Stored data entries:

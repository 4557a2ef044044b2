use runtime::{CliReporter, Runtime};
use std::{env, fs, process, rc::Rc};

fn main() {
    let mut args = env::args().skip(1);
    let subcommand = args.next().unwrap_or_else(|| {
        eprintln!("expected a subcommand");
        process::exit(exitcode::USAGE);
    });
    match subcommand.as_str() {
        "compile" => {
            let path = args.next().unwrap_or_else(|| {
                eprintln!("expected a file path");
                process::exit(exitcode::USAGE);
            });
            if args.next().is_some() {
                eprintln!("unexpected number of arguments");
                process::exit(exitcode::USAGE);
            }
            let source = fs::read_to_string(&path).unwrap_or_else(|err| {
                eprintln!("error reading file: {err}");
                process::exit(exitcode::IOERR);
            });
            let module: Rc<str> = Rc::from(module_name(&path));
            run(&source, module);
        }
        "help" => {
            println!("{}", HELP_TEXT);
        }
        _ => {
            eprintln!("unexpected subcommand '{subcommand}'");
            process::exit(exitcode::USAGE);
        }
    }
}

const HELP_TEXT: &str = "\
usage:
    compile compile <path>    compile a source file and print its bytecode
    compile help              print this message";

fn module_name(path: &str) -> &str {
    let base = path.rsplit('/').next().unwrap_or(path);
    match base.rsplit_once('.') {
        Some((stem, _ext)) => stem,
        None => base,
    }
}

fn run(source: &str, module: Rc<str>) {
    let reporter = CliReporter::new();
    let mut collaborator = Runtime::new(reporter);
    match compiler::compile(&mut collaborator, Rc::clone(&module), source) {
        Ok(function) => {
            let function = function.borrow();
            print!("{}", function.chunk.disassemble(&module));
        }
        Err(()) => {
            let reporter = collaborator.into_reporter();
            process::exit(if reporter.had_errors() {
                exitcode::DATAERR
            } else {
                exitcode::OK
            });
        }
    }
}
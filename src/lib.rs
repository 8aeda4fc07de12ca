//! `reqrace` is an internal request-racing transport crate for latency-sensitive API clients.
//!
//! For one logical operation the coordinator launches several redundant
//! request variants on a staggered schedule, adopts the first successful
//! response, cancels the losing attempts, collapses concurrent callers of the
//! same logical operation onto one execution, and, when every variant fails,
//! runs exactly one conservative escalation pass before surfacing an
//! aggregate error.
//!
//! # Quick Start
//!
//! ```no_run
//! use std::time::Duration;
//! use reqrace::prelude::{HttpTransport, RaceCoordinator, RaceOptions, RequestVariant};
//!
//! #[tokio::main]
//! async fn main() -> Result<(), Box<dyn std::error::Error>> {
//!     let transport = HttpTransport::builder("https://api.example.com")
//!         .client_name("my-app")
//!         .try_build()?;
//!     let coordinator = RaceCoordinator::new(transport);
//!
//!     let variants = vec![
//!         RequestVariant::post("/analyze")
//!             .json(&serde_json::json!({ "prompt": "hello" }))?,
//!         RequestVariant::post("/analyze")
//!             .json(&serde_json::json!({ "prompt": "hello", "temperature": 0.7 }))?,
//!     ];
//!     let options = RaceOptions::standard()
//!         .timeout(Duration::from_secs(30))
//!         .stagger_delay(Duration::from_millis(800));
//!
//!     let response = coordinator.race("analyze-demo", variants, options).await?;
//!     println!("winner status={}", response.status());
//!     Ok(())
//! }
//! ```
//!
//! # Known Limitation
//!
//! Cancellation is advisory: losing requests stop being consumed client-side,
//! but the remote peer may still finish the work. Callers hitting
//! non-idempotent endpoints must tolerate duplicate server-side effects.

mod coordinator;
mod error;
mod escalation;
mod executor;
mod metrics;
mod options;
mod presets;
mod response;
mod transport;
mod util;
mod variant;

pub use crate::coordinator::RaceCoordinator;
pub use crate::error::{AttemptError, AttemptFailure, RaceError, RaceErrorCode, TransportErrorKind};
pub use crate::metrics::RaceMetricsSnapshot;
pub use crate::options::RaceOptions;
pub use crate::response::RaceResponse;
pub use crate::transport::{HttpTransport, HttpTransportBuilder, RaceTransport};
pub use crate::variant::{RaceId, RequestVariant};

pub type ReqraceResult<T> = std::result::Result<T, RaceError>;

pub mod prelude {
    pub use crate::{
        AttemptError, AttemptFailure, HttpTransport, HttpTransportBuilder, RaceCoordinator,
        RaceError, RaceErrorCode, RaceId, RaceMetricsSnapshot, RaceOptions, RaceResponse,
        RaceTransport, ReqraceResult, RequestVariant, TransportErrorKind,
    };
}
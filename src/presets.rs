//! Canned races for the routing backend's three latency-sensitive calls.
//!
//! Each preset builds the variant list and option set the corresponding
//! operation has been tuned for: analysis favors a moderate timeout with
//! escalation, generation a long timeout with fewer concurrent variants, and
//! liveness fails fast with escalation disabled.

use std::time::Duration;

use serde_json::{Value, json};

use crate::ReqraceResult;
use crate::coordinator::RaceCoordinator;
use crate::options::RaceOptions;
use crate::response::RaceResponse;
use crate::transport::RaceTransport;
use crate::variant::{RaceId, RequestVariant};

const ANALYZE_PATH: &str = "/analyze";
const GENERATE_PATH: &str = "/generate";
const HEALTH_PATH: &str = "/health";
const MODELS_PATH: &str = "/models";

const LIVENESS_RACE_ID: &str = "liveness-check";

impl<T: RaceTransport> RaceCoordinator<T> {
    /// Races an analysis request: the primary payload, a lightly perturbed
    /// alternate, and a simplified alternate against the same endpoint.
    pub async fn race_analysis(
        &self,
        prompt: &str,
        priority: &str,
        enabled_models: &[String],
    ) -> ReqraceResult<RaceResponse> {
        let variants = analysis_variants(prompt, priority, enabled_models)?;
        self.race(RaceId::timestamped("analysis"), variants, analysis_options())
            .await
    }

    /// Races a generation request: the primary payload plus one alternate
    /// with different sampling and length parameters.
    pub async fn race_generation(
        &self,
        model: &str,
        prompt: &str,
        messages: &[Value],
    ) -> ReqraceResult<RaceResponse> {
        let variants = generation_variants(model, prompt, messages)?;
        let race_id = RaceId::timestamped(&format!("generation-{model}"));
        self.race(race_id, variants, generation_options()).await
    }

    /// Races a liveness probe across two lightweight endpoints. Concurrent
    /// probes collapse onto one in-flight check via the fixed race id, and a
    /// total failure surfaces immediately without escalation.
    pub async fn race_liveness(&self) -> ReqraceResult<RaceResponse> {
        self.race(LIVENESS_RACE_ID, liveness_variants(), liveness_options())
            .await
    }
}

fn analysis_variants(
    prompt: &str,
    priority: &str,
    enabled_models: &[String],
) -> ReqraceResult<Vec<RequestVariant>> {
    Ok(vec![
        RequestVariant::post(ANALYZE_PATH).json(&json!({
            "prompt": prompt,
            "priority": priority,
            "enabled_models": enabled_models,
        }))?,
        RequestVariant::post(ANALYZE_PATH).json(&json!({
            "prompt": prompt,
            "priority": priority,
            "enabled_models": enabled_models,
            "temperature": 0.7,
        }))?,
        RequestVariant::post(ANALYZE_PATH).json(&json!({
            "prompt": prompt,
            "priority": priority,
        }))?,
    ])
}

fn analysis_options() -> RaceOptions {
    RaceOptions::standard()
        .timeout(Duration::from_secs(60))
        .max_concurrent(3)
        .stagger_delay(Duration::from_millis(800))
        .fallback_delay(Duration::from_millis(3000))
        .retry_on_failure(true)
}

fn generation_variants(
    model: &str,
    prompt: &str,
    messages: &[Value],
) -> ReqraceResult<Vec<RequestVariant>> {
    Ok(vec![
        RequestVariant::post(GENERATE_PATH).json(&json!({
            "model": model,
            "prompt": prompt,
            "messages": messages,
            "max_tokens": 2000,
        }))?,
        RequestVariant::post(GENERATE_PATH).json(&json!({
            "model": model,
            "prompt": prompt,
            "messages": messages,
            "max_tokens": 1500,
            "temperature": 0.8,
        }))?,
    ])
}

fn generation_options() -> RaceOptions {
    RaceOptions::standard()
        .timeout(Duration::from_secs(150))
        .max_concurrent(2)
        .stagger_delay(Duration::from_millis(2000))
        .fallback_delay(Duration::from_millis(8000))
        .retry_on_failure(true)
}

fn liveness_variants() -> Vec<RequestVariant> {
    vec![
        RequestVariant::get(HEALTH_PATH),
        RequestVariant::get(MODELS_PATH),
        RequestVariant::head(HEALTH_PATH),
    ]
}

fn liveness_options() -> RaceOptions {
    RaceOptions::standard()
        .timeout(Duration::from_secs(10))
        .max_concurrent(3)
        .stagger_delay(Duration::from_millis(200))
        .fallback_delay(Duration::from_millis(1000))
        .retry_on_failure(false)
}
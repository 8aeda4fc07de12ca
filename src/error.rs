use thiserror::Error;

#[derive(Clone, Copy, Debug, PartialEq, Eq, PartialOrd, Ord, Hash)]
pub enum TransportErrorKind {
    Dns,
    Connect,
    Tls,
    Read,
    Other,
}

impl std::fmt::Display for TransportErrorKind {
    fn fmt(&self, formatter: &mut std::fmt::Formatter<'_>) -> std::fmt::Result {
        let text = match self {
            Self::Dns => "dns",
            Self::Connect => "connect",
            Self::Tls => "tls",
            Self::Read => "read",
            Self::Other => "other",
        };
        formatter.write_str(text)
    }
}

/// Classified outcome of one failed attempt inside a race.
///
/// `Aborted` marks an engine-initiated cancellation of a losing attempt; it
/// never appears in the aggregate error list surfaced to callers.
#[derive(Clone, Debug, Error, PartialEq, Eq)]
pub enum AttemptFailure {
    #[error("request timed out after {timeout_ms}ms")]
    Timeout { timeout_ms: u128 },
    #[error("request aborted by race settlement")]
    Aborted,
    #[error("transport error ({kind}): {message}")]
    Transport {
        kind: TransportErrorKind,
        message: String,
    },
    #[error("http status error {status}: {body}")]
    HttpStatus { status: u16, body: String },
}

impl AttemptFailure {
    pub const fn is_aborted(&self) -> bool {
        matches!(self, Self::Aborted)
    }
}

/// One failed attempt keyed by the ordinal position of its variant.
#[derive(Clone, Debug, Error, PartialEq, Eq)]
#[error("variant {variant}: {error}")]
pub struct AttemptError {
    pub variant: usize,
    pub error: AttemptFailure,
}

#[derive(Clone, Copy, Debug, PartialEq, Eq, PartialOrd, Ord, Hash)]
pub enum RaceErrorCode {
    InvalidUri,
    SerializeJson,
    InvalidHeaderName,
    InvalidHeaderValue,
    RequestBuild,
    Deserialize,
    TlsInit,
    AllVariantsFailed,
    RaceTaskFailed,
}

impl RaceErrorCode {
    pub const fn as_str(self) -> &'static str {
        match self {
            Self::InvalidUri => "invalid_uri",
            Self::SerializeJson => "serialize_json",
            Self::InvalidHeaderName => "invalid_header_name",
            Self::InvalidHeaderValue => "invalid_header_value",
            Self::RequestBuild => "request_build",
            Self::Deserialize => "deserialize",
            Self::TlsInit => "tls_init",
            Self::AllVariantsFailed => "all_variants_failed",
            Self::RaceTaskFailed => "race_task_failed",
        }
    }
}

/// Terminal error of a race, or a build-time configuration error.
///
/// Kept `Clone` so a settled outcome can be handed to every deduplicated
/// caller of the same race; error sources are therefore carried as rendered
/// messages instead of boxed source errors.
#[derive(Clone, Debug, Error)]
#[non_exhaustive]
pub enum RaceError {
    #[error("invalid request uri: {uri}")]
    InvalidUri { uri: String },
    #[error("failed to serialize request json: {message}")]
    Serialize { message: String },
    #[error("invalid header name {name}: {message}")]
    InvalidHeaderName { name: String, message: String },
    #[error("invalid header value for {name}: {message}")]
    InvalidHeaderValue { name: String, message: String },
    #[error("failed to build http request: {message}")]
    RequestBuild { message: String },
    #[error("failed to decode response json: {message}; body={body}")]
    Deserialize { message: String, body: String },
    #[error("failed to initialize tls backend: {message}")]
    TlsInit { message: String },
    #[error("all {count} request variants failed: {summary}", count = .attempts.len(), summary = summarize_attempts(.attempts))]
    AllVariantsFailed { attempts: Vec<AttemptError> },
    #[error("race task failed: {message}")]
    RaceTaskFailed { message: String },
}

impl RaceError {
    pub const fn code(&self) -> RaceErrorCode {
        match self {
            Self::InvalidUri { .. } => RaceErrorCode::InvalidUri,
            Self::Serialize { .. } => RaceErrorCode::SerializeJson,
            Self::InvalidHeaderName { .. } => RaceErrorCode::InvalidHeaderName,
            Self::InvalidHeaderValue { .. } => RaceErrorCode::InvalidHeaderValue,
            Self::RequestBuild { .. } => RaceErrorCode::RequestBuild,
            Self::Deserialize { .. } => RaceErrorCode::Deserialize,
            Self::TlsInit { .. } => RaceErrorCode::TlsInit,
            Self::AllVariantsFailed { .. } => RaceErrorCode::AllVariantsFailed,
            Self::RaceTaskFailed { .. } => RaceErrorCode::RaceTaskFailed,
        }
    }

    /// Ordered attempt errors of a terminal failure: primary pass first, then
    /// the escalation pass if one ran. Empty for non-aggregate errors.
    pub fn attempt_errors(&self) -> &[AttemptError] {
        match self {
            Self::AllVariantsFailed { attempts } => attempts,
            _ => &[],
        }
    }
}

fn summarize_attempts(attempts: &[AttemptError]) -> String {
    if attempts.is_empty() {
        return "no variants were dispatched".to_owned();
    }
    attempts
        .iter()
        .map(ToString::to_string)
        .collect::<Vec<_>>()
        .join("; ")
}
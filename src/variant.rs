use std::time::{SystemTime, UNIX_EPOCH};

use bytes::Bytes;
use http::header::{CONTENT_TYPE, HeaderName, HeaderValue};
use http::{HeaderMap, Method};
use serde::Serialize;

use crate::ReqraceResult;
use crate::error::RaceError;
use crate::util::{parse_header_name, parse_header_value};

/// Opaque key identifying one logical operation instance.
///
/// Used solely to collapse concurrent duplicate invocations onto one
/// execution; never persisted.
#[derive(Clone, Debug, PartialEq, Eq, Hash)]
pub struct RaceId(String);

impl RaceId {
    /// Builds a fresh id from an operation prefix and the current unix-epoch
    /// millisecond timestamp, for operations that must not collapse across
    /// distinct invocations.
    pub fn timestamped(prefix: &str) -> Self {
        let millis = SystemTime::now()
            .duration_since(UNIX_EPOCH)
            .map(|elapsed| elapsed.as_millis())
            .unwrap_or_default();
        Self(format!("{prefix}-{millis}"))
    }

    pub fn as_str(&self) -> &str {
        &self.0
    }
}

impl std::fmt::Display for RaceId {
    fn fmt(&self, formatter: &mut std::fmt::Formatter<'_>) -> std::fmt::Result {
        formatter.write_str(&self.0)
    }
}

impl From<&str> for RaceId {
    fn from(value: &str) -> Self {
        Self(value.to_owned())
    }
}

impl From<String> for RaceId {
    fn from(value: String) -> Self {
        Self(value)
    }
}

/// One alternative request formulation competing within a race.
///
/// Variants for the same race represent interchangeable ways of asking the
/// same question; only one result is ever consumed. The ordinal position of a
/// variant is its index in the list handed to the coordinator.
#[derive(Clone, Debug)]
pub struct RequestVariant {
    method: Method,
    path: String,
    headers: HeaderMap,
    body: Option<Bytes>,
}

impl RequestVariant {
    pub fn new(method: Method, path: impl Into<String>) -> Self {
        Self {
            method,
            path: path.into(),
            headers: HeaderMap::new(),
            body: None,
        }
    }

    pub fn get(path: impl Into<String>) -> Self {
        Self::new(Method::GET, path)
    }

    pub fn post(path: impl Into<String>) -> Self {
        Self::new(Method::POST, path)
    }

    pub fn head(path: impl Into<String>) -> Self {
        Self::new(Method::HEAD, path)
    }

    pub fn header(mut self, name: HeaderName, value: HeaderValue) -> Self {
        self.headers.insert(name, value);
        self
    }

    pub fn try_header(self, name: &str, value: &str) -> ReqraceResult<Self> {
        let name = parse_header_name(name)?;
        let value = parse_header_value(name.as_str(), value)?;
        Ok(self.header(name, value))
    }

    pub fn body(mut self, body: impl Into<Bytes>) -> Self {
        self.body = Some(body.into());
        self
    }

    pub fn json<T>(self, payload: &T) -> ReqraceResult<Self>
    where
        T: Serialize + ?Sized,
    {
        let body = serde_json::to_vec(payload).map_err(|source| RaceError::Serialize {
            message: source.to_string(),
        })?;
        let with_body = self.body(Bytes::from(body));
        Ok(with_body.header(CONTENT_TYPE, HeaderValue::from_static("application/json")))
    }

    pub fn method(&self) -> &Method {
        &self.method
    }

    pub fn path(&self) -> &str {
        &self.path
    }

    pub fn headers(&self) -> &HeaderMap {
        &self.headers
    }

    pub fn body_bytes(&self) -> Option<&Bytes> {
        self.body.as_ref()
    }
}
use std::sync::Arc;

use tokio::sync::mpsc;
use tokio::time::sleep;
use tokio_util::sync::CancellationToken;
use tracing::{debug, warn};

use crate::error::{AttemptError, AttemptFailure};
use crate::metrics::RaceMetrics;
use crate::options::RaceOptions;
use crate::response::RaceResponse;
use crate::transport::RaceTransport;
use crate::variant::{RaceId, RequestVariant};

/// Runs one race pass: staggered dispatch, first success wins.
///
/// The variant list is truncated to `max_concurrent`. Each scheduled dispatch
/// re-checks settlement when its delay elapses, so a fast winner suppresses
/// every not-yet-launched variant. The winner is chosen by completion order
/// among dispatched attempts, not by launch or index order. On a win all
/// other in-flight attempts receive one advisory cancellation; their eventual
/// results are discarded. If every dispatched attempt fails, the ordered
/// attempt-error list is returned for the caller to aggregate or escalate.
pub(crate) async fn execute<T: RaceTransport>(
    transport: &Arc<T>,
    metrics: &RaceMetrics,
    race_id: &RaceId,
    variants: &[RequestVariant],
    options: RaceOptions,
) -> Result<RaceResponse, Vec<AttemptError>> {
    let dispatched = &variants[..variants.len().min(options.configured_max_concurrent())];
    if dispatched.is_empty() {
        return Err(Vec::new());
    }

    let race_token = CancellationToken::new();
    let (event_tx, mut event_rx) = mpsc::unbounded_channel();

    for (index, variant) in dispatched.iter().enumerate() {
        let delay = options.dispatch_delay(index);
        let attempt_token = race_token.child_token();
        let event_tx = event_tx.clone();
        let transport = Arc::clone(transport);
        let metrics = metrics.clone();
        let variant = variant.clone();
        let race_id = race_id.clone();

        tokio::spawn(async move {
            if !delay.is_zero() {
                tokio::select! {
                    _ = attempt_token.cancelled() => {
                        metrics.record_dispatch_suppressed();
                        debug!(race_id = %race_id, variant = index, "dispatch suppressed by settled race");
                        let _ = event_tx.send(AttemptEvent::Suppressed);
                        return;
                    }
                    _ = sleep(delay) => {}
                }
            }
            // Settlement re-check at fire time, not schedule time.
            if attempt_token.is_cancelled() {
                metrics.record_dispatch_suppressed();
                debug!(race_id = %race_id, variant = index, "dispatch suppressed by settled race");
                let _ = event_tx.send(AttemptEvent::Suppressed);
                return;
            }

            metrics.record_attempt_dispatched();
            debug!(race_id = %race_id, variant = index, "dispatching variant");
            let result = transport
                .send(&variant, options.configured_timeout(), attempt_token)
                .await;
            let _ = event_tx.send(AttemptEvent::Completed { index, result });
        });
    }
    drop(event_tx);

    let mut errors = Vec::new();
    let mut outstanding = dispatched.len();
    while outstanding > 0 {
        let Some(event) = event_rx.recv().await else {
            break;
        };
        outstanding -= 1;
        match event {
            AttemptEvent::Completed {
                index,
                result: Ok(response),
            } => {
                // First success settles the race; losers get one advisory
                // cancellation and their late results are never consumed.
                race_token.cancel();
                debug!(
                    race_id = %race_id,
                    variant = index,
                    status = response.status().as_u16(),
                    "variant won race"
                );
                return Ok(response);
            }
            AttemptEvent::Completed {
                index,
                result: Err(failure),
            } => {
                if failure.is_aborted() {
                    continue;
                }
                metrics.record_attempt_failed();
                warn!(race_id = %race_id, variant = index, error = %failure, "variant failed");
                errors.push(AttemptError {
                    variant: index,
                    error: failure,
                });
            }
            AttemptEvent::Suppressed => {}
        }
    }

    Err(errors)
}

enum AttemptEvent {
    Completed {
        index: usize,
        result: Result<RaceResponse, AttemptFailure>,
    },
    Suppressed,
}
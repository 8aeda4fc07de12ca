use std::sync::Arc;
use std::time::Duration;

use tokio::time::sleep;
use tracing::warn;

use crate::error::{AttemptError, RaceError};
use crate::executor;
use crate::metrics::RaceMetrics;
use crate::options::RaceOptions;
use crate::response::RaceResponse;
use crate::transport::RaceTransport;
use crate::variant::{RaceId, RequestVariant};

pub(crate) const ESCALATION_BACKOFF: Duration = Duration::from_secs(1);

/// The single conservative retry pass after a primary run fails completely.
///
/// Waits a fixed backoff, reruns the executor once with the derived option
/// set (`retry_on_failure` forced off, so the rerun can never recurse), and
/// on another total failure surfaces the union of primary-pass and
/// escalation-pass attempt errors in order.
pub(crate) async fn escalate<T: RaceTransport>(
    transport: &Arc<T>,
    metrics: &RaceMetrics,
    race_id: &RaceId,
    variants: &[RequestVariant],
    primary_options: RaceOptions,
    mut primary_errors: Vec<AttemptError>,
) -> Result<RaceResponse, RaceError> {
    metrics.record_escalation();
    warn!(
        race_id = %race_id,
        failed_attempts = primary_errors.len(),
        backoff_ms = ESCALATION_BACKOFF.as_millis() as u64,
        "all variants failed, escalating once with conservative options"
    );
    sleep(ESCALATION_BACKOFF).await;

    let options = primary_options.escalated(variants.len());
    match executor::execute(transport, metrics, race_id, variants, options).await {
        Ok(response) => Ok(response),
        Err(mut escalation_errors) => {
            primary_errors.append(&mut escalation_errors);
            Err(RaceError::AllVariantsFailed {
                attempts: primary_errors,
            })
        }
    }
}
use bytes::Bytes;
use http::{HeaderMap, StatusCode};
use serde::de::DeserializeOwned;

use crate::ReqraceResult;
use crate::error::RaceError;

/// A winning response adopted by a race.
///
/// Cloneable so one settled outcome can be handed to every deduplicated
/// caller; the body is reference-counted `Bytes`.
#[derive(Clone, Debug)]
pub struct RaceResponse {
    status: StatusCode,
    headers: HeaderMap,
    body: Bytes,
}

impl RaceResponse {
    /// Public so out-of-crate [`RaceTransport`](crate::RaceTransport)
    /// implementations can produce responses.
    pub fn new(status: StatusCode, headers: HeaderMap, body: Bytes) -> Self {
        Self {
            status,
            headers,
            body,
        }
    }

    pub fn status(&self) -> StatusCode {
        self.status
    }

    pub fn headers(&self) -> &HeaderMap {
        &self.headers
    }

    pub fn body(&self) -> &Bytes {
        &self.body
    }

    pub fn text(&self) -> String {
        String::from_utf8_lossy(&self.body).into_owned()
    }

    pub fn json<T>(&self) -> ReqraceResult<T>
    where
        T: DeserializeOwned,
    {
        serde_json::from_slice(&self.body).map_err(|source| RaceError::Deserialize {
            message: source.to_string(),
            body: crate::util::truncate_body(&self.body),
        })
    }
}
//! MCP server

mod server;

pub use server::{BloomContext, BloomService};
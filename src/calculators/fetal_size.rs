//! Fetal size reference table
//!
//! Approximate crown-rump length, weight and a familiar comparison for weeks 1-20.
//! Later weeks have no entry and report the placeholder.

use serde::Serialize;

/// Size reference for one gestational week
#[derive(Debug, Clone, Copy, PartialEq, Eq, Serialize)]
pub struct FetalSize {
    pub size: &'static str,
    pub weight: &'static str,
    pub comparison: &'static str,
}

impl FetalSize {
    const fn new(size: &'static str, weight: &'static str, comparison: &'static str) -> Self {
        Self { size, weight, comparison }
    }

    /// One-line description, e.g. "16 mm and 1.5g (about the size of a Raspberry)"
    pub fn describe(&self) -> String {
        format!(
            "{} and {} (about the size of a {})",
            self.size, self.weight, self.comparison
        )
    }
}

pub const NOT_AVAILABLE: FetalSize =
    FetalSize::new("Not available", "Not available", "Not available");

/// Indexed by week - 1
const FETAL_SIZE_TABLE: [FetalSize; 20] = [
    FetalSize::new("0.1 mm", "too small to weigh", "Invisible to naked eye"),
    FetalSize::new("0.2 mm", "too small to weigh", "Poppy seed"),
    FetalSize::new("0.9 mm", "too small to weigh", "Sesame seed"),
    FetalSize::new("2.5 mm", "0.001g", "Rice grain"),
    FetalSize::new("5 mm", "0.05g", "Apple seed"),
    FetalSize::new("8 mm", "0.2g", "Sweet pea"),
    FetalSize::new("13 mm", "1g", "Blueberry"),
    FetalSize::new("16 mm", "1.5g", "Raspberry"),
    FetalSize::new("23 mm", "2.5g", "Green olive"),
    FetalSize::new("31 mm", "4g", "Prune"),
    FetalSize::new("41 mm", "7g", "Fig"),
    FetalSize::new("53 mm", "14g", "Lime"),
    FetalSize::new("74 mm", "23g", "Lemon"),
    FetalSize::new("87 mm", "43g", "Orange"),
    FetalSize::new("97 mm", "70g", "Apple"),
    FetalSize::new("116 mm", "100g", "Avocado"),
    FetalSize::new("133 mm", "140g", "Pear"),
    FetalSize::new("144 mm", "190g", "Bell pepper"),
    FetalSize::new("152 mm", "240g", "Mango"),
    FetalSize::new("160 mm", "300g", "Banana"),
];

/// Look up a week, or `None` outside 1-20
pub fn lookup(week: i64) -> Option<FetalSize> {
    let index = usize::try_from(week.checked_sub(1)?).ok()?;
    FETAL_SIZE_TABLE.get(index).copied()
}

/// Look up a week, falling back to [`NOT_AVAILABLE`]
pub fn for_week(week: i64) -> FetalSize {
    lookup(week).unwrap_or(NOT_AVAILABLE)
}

| TASK TO COMPLETE |
Count, in the records above, the lines that contain "aggregate", and write only the resulting number.

| ANSWER TO THIS PROBLEM |
4